My name is Alexis, and I am 11 years old. I have a dog named Lucy and a birdie Zoe. I am a caregiver to my sister Caroline who is 5 years old. She has a condition that has caused her to be in a wheelchair because she can’t walk, can’t talk, and has a port in her stomach to get the food she needs in her system. She has had seizures since the day she was born causing her to be in and out of the hospital. There is no cure for her condition.
I make sure to help my sister in any way she needs. She has a lot of medical equipment for her care. I know where everything is and know how to use it. I feel a bit like a doctor. I also help get her ready for bed every day, take her food to her, and watch her when my parents are cooking. Every day since she was born, I have been by her side; and every day I wish that I could experience a day in her life so she could experience mine.
When I was in school, I would get a lot of anxiety because I would get this sudden feeling like my sister wasn’t okay; like she was having a seizure and I wouldn’t be able to stop crying. The only way I would feel better was once I got a hold of my parents and knew she was okay. While other kids are happy that the day is over, I get sad because that’s another day that I could have spent more time with my sister. I cuddle and talk to her every day when I get home from school.

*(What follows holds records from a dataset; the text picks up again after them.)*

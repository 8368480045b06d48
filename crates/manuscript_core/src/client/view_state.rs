//! Serializable UI view state for the document tree.
//!
//! Passed explicitly into tree rendering and client operations instead of
//! living in ambient globals.

use crate::model::document::NodeId;
use serde::{Deserialize, Serialize};
use std::collections::BTreeSet;

/// Dismissable notice shown after a reverted mutation.
#[derive(Debug, Clone, PartialEq, Eq, Serialize, Deserialize)]
pub struct Notice {
    /// Title of the document the failed mutation targeted.
    pub document_title: String,
    pub message: String,
}

/// Expansion, focus and pending notices of one tree view.
#[derive(Debug, Clone, Default, PartialEq, Eq, Serialize, Deserialize)]
pub struct ViewState {
    expanded: BTreeSet<NodeId>,
    focused: Option<NodeId>,
    notices: Vec<Notice>,
}

impl ViewState {
    pub fn is_expanded(&self, id: NodeId) -> bool {
        self.expanded.contains(&id)
    }

    pub fn expand(&mut self, id: NodeId) {
        self.expanded.insert(id);
    }

    pub fn collapse(&mut self, id: NodeId) {
        self.expanded.remove(&id);
    }

    /// Flips expansion and returns the new state.
    pub fn toggle(&mut self, id: NodeId) -> bool {
        if self.expanded.remove(&id) {
            false
        } else {
            self.expanded.insert(id);
            true
        }
    }

    pub fn focused(&self) -> Option<NodeId> {
        self.focused
    }

    pub fn focus(&mut self, id: Option<NodeId>) {
        self.focused = id;
    }

    pub fn notices(&self) -> &[Notice] {
        &self.notices
    }

    pub fn push_notice(&mut self, notice: Notice) {
        self.notices.push(notice);
    }

    /// Removes one notice. Out-of-range indexes are ignored.
    pub fn dismiss_notice(&mut self, index: usize) -> Option<Notice> {
        (index < self.notices.len()).then(|| self.notices.remove(index))
    }

    /// Drops expansion entries for nodes that no longer exist.
    pub fn forget(&mut self, ids: &[NodeId]) {
        for id in ids {
            self.expanded.remove(id);
        }
    }
}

When my sister got old enough to go to school with me, my Principal would let me leave class to go across the hall and check up on my sister. That made things so much less stressful. When COVID happened, they pulled my sister out of school and I asked to study from home because although I loved seeing my friends, I didn’t want the stress of not being able to check up on her and know she is okay. I also did not want to risk coming home with symptoms.
I am part of the Powerhouse Program at the Young Caregivers Association and this program helps me destress by being able to talk about my day-to-day life with my sister. My pets also help with my anxiety as well. Another thing that helps with my stress is knowing that my parents tell me everything about Caroline’s health whether it is good or bad, I’m comforted in knowing that they are not hiding anything from me.
If I can offer some advice to a caregiver my age, it would be to not think of the dark side of the day. Think of the good side instead, but also don’t hide your emotions.